Mitochondria has an important role in aging-related neurodegenerative disorders such as PD, AD, Huntington’s disease, and amyotrophic lateral sclerosis [38]. PD is a mitochondrial disease of aging [2]. The numbers of mitochondria in a cell and the size of individual mitochondria are malleable and are regulated by the processes of mitochondrial fission and fusion [41]. Fission plays a role in mitochondrial biogenesis and is fundamental to the elimination of dysfunctional mitochondria by mitophagy [35]. Mitophagy is an ongoing process in healthy cells that selectively removes damaged or dysfunctional mitochondria, which could harm the cell by generating excessive amounts of ROS and by releasing pro-apoptotic signals such as cytochrome c [42]. Mitophagy can be stimulated by moderate levels of metabolic and oxidative stress and by inhibition of the mammalian target of rapamycin (mTOR) pathway [41]. The PD-associated protein DJ-1 interacts directly with mitochondria as a redox sensor of mitochondrial stress, while PINK1 plays critical roles in mitophagy and dominant inheritance of mutations in LRRK2 results in abnormal mitochondrial fragmentation [43]. In the present study, we found celastrol regulates DJ-1, PINK1, and LRRK2 expressions in neurons. It provides a new mechanism of celastrol in neuroprotection.
Autophagy contains several steps, including autophagy induction, substrate recognition and selection, phagophore induction and elongation, autophagosome formation, autophagosome-lysosome fusion, and substrate degradation [5]. Autophagy removes aggregated proteins and damaged organelles but excessive or imbalanced induction of autophagy (so-called autophagic stress) contributes to neurodegeneration and cell death [44]. Jezabel et al. (2012) showed that MPP+ induces autophagic cell death in nerve growth factor (NGF) differentiated PC12 cells; they found membrane-bound condensed autophagic bodies containing mitochondria accumulated in MPP+-treated cells [24]. Suggesting MPP+-induced autophagic stress is caused by an impairment of mitochondrial degradation and enhances mitochondrial degradation, which can reduce cell death. In the present study, celastrol activates autophagy in undifferentiated SH-SY5Y against MPP+-induced neurotoxicity. We found celastrol enhances autophagosome formation and sequestering impaired mitochondria into autophagosomes for degradation. Indicating celastrol decreases MPP+-induced autophagic stress to increase neuronal survival.
PD is a progressive neurodegenerative disorder; there is no effective therapy available to cure PD or significantly inhibit the progression of PD symptoms.

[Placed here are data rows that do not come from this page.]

// crates/bowtie-report-core/src/runtime/ingest.rs
// ============================================================================
// Module: Ingestion
// Description: Drives the parser and builder over a whole record stream.
// Purpose: Separate recoverable decode failures from fatal build failures.
// Dependencies: crate::runtime::{builder, parser}
// ============================================================================

//! ## Overview
//! Ingestion feeds lines through a [`RecordParser`] and folds the decoded
//! events into a [`ReportBuilder`]. Malformed records are collected and
//! processing continues; the first structural violation aborts the run.

// ============================================================================
// SECTION: Imports
// ============================================================================

use crate::core::Report;
use crate::runtime::builder::BuildError;
use crate::runtime::builder::ReportBuilder;
use crate::runtime::parser::MalformedRecord;
use crate::runtime::parser::ParserLimits;
use crate::runtime::parser::RecordParser;

// ============================================================================
// SECTION: Outcome
// ============================================================================

/// Result of ingesting one record stream.
#[derive(Debug, Clone, PartialEq, Eq)]
pub struct IngestOutcome {
    /// The built report.
    pub report: Report,
    /// Records skipped as malformed, in stream order.
    pub malformed: Vec<MalformedRecord>,
    /// Non-blank records seen, malformed ones included.
    pub records: u64,
}

impl IngestOutcome {
    /// Returns the number of skipped records.
    #[must_use]
    pub fn malformed_count(&self) -> usize {
        self.malformed.len()
    }

    /// Returns true when every record decoded.
    #[must_use]
    pub fn is_clean(&self) -> bool {
        self.malformed.is_empty()
    }
}

// ============================================================================
// SECTION: Entry Points
// ============================================================================

/// Ingests a sequence of lines in stream order.
///
/// # Errors
///
/// Returns [`BuildError`] on the first structural violation.
pub fn ingest_lines<'a, I>(lines: I, limits: ParserLimits) -> Result<IngestOutcome, BuildError>
where
    I: IntoIterator<Item = &'a str>,
{
    let mut parser = RecordParser::new(limits);
    let mut builder = ReportBuilder::new();
    let mut malformed = Vec::new();
    for line in lines {
        match parser.feed(line) {
            Ok(Some(event)) => builder.apply(event)?,
            Ok(None) => {}
            Err(record) => malformed.push(record),
        }
    }
    Ok(IngestOutcome {
        report: builder.finish(),
        malformed,
        records: parser.records(),
    })
}

/// Ingests a complete newline-delimited stream held in memory.
///
/// # Errors
///
/// Returns [`BuildError`] on the first structural violation.
pub fn ingest_str(input: &str, limits: ParserLimits) -> Result<IngestOutcome, BuildError> {
    ingest_lines(input.lines(), limits)
}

Autophagy and mitophagy is a therapeutic approach to PD. Celastrol, a triterpene, is a potent anti-inflammatory and antioxidant that is extracted from the root bark of an ivy-like vine, Tripterygium wilfordii Hook, a member of the Celastraceae family [20]. In China, this plant has a long history of use in traditional medicine for treating fever and joint pain [20]. In a clinical trial, the root extract of Tripterygium wilfordii Hook (2 mg/kg/day) was well tolerated and prolonged remission in patients with Crohn’s disease over 52 weeks [45]. Beside acute pathology, celastrol is used to treat chronic diseases such as cancer, neurodegenerative disease, diabetes, obesity, rheumatoid arthritis, systemic lupus erythematosus, inflammatory bowel diseases, osteoarthritis, and allergy in preclinical studies [46]. Celastrol is of great interest, as its low toxicity makes it easy to test in clinical trials [20]. Since PD is characterized by abnormal protein aggregation and impaired mitochondria, using celastrol to enhance autophagy and mitophagy by removing aggregated protein and dysfunctional mitochondria could be a useful therapeutic strategy in PD prevention and treatment.

5. Conclusions

PD is a neurodegenerative disease. No treatment can stop or slow the progression of PD. Autophagy is neuroprotective through removing damaged mitochondria and abnormal protein aggregations in neurons. In the present study, celastrol exerts neuroprotection in PD by activating mitophagy to degrade impaired mitochondria and further inhibit dopaminergic neuronal apoptosis. Celastrol may help to prevent and treat PD.

Author Contributions

Data curation, M.-W.L., C.C.L., Y.-H.C., and H.-B.Y.; funding acquisition, C.C.L. and S.-Y.H.; investigation, M.-W.L., C.C.L., Y.-H.C., H.-B.Y., and S.-Y.H.; supervision, S.-Y.H.; writing—original draft, M.-W.L. and S.-Y.H.; writing—review and editing, S.-Y.H. All authors have read and agreed to the published version of the manuscript. All authors have read and agreed to the published version of the manuscript.

Funding

This work was supported by grants from the Ministry of Science and Technology of Taiwan (MOST 105-2320-B-039-009- and MOST 108-2320-B-039-029-MY3) and China Medical University Hospital (DMR-106-131), and partly supported by the iEGG and Animal Biotechnology Center from The Feature Areas Research Center Program within the framework of the Higher Education Sprout Project by the Ministry of Education (MOE-107-S-0023-E).

Acknowledgments

We thank Iona MacDonald from China Medical University for providing English-language editing.

Conflicts of Interest

The authors declare no conflict of interest.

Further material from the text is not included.